───── Recorded data ─────

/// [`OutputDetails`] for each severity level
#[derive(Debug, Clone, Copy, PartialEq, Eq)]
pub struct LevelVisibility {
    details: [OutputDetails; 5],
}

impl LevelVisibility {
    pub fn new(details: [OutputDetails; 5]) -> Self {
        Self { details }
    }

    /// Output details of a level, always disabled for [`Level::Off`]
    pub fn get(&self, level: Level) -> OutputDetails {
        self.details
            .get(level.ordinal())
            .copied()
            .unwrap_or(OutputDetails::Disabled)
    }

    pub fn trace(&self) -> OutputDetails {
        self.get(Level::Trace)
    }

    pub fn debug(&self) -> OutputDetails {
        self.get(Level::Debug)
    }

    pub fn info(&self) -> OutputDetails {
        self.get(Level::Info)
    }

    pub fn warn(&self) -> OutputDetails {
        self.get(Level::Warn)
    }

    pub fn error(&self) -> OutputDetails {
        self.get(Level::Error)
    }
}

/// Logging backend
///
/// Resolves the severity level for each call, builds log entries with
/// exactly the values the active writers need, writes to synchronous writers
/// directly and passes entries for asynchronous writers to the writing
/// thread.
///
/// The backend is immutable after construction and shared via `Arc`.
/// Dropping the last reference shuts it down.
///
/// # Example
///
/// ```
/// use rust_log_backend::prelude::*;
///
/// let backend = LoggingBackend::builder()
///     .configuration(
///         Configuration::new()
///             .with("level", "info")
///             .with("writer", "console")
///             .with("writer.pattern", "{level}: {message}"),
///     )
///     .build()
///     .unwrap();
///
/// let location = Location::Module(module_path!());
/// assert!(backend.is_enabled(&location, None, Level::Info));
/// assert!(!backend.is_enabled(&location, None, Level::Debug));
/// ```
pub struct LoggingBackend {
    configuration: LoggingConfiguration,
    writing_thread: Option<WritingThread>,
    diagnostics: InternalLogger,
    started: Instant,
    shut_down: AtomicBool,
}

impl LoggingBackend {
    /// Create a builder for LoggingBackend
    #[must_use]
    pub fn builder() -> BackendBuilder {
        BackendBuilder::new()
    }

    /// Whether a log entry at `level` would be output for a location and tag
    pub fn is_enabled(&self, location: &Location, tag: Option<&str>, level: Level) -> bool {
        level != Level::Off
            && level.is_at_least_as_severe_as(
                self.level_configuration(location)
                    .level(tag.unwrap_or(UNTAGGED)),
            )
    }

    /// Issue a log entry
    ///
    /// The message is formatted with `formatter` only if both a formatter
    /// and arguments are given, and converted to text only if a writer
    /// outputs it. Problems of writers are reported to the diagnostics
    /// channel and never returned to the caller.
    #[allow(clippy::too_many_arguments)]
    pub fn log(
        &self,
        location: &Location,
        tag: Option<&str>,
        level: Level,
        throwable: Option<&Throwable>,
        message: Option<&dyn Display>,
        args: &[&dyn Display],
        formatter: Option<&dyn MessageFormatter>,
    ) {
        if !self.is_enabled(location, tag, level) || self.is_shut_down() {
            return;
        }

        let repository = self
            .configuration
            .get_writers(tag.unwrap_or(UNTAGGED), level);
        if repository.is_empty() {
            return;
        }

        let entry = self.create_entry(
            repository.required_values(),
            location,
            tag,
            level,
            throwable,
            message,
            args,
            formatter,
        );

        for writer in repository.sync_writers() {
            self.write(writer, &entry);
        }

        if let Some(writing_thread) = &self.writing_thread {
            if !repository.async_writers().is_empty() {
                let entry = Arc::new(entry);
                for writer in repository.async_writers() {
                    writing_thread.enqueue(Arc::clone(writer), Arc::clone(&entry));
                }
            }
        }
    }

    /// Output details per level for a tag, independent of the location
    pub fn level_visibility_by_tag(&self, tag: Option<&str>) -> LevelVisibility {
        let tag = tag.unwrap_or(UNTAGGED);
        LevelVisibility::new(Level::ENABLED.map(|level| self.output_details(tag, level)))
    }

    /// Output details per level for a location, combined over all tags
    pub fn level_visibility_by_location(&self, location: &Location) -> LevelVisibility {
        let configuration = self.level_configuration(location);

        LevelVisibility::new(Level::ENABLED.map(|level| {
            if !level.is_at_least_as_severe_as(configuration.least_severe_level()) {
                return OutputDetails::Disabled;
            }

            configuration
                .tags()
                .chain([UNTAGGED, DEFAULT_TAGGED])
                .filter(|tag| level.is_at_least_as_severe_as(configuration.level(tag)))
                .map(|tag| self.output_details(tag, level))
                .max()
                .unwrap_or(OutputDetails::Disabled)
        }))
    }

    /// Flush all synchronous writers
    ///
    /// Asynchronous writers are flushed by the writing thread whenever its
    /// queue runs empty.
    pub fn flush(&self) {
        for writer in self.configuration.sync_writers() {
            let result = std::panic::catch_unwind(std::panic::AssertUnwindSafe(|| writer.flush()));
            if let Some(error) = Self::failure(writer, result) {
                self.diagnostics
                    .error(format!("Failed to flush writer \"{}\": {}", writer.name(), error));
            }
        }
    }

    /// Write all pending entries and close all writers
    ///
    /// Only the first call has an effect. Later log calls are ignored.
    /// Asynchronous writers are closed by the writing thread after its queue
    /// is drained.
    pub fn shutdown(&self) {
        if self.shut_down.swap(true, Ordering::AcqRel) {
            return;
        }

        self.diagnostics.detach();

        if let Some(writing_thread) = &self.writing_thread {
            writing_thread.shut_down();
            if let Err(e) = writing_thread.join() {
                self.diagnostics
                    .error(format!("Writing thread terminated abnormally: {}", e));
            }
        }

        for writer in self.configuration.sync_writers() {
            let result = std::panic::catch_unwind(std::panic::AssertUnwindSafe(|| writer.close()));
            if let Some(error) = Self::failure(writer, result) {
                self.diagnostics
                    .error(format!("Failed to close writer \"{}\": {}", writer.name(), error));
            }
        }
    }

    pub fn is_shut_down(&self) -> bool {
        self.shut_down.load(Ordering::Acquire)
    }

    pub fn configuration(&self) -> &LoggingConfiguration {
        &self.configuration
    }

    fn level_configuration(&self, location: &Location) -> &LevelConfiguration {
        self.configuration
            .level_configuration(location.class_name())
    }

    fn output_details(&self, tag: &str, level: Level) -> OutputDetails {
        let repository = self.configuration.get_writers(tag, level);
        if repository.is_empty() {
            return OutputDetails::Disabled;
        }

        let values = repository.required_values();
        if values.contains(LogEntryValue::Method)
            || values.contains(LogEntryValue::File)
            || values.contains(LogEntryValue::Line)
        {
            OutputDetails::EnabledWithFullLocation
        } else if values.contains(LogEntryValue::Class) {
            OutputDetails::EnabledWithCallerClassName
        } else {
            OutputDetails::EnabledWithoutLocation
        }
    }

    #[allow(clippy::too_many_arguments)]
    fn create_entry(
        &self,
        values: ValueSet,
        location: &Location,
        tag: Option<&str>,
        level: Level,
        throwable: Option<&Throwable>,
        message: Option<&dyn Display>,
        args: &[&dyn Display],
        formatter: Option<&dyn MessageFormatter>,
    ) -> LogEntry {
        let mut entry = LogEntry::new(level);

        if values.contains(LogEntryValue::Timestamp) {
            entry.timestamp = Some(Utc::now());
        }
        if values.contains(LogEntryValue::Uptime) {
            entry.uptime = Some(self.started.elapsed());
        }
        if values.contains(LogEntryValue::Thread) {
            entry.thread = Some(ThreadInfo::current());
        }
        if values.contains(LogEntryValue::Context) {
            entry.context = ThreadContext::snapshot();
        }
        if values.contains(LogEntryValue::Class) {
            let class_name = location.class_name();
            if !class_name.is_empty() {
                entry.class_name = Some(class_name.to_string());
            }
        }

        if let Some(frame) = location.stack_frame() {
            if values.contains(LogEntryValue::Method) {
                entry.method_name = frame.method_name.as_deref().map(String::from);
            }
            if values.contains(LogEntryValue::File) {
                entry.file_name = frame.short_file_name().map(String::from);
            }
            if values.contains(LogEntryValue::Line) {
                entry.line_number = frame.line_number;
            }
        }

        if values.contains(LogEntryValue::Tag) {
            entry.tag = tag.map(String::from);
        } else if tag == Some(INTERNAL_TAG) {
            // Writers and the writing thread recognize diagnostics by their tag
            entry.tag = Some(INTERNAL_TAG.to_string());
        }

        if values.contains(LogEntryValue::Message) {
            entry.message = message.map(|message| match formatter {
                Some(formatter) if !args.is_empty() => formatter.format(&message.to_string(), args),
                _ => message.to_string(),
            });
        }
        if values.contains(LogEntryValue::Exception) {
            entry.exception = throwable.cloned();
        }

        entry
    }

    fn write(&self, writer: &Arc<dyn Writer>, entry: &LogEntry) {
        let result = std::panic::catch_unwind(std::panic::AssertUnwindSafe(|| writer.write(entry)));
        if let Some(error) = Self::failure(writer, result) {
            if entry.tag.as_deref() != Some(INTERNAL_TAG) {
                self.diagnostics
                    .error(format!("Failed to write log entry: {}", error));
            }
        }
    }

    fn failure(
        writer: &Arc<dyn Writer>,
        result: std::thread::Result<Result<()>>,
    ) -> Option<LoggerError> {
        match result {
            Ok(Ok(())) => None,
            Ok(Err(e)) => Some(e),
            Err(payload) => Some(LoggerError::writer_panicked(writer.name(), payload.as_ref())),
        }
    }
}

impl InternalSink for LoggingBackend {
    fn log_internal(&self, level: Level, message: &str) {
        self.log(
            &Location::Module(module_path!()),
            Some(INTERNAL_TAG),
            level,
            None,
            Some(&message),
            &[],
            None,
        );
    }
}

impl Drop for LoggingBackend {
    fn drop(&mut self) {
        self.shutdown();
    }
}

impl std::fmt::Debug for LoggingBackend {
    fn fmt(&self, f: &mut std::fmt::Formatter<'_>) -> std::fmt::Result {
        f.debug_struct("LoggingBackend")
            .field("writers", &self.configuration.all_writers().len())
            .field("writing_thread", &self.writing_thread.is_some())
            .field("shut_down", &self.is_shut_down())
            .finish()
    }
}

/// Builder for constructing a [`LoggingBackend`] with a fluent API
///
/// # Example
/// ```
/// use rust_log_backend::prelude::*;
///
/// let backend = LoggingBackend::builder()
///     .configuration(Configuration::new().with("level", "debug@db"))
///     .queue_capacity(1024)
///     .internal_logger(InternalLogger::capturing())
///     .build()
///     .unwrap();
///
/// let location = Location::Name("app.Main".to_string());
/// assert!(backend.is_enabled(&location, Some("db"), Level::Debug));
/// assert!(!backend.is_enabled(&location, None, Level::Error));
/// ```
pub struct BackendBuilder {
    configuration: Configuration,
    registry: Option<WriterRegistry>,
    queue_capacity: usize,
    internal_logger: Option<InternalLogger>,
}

─────
───── Recorded data ─────

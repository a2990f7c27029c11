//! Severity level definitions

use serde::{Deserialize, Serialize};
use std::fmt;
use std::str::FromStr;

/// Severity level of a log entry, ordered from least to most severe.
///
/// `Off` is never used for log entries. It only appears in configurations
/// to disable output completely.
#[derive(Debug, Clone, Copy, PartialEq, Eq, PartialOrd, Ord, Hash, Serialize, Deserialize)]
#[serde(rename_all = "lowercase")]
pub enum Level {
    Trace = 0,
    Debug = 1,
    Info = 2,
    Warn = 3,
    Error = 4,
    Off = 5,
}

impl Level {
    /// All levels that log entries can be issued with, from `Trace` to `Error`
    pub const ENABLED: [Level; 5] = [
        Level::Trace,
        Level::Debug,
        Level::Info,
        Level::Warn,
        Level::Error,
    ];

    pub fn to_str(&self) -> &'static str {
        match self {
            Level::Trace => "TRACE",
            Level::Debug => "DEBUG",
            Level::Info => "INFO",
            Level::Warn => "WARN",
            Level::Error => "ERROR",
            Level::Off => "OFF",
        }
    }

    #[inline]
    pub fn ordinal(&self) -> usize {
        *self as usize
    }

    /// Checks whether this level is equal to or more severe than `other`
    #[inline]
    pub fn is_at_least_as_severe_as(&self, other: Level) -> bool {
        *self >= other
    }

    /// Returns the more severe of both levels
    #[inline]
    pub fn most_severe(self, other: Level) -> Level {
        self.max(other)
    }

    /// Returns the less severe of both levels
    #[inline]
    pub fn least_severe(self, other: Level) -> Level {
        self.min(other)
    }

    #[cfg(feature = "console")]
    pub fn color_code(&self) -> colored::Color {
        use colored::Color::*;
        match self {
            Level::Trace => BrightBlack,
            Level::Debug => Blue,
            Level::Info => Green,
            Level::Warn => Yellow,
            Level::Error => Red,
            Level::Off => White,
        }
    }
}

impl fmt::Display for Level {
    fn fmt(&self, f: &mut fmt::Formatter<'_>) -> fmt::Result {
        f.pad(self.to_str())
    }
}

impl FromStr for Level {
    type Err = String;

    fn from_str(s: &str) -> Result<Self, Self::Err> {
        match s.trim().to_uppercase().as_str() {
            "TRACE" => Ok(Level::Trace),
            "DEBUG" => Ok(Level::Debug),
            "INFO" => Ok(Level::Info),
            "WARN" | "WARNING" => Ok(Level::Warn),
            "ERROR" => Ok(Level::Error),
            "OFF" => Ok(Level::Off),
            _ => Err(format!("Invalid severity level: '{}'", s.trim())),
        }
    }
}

─────

Copy out each line of the records where the string "usize" appears.

Task result »
    queue_capacity: usize,
    pub fn ordinal(&self) -> usize {
        *self as usize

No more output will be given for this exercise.